▶ Exercise directions
Below is a listing. Copy each line of it that holds the word "clone".
════════════════════
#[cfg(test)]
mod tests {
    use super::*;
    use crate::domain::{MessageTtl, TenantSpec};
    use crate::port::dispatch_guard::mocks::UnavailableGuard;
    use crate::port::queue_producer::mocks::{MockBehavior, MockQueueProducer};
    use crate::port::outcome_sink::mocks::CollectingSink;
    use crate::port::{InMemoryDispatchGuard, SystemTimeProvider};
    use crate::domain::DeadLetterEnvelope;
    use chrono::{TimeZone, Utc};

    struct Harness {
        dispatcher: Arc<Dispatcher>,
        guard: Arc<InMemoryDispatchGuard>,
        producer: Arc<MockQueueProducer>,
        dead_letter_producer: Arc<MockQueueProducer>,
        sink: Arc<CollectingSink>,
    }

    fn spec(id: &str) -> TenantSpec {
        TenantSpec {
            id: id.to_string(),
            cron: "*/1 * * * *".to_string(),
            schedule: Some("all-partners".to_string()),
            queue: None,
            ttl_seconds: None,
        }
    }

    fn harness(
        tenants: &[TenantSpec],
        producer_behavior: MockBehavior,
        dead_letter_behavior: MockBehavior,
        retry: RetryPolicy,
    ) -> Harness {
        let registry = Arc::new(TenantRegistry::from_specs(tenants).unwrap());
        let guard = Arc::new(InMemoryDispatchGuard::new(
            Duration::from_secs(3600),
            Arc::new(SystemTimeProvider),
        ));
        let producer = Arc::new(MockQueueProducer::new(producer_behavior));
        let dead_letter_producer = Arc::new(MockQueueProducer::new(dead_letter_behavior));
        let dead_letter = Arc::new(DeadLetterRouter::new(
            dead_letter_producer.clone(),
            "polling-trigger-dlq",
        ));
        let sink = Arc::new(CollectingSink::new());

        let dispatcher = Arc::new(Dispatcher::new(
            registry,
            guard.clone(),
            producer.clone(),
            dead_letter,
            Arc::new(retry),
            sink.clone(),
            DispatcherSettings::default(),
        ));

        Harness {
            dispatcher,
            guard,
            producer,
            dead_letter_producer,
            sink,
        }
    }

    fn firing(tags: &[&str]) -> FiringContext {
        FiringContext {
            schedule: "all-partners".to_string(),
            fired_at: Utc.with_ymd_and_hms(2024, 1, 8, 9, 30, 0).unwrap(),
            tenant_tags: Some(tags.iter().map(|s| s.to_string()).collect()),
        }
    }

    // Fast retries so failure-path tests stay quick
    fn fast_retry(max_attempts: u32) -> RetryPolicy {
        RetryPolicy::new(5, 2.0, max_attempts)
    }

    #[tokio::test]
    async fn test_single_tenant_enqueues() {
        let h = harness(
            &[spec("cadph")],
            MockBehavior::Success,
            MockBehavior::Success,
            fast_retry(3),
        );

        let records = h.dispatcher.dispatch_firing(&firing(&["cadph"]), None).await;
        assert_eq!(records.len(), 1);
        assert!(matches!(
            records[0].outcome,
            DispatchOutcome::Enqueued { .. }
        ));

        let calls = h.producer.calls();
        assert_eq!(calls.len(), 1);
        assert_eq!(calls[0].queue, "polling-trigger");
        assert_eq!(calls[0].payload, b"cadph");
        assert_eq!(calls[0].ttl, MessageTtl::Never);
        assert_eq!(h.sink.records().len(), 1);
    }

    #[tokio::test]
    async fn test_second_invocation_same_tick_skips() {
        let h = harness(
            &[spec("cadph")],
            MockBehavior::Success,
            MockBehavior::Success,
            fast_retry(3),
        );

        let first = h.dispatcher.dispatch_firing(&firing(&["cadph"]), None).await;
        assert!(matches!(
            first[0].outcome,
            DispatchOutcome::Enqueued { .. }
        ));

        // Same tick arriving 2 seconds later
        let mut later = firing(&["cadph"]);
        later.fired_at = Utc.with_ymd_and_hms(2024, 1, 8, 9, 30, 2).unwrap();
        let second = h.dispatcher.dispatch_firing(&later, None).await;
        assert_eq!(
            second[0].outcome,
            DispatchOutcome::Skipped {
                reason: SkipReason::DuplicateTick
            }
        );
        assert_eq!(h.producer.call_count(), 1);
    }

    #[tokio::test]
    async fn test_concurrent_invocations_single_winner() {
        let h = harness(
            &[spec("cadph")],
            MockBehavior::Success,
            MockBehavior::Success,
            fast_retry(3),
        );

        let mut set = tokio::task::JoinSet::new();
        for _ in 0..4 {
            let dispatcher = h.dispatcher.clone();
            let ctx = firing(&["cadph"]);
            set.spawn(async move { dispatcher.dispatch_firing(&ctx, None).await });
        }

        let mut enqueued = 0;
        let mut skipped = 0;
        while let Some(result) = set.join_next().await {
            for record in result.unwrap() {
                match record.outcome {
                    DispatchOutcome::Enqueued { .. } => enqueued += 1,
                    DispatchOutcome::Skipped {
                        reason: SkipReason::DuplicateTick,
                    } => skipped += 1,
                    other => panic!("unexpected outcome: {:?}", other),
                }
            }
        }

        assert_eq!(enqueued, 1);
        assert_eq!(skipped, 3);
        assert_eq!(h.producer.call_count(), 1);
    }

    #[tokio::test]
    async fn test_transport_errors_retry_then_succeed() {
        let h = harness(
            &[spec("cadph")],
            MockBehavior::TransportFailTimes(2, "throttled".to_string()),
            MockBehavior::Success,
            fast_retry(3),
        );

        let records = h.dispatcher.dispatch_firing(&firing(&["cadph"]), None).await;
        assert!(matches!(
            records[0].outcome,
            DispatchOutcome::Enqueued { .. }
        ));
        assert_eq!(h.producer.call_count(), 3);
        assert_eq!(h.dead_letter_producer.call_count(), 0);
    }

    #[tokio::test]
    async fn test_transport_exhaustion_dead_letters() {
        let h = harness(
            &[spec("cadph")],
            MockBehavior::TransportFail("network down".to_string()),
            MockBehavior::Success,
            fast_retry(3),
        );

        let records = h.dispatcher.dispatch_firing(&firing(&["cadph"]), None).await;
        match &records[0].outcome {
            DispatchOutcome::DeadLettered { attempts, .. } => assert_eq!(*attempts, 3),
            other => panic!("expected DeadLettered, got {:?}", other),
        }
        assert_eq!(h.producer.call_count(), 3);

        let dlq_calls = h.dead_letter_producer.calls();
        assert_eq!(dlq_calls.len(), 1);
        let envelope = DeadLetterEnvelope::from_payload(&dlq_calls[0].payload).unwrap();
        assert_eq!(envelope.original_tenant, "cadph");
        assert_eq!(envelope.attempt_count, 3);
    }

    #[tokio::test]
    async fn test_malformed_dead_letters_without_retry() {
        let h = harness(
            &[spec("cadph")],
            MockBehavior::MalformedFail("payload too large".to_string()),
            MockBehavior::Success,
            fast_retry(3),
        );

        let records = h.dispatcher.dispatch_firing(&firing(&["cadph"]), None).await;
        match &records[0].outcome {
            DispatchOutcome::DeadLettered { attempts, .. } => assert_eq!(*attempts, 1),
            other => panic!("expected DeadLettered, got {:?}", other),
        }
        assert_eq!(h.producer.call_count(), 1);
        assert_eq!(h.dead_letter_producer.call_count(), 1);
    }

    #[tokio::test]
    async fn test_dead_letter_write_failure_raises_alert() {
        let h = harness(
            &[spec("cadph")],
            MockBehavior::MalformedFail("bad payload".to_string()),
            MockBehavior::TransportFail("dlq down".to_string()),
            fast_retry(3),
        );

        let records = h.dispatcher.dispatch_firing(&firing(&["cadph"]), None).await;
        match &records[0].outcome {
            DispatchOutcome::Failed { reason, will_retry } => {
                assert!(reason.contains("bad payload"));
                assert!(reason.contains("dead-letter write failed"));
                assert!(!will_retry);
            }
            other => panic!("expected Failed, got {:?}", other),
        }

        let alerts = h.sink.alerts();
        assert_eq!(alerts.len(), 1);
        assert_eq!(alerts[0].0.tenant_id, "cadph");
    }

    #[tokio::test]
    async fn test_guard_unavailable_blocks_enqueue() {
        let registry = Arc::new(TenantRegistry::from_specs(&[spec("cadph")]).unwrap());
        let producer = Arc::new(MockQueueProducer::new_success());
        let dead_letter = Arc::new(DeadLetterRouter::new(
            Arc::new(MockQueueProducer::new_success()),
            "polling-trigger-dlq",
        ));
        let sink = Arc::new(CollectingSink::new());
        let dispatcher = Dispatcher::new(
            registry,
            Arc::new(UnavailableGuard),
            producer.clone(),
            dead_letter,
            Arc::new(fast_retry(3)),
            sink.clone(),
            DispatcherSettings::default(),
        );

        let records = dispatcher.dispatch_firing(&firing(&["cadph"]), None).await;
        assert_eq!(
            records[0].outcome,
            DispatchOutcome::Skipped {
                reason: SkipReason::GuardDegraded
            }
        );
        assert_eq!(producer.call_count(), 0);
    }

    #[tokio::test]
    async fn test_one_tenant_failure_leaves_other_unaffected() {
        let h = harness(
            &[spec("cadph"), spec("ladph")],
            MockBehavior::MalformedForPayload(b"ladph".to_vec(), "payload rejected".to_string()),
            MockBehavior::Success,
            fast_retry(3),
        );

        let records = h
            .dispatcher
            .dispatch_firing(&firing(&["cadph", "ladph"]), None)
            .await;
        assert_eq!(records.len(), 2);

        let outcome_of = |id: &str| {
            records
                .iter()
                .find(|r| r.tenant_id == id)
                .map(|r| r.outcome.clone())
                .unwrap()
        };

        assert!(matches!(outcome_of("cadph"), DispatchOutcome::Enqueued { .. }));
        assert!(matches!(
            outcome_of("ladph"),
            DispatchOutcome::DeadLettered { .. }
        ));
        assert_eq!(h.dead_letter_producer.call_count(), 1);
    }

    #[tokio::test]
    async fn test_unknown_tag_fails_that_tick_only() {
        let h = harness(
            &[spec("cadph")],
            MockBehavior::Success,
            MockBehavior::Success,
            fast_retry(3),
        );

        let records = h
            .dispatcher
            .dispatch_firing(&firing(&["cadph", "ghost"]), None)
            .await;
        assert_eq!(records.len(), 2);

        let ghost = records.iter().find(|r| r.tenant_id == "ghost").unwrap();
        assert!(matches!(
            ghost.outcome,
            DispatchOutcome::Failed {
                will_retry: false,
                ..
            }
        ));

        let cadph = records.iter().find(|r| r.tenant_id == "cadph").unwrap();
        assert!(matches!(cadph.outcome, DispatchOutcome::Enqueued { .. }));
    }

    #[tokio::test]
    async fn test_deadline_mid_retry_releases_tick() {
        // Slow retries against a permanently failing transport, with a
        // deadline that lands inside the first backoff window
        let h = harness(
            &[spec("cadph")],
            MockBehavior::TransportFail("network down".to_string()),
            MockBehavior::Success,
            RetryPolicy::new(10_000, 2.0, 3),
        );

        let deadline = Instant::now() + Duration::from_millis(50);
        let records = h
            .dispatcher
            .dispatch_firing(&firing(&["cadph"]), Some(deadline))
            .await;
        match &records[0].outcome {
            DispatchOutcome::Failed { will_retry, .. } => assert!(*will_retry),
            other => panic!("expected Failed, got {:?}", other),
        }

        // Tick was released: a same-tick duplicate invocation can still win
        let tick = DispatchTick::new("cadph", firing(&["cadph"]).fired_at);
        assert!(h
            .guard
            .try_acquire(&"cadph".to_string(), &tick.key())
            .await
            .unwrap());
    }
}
════════════════════
▶ Your response
            dead_letter_producer.clone(),
            guard.clone(),
            producer.clone(),
            sink.clone(),
            let dispatcher = h.dispatcher.clone();
            producer.clone(),
            sink.clone(),
                .map(|r| r.outcome.clone())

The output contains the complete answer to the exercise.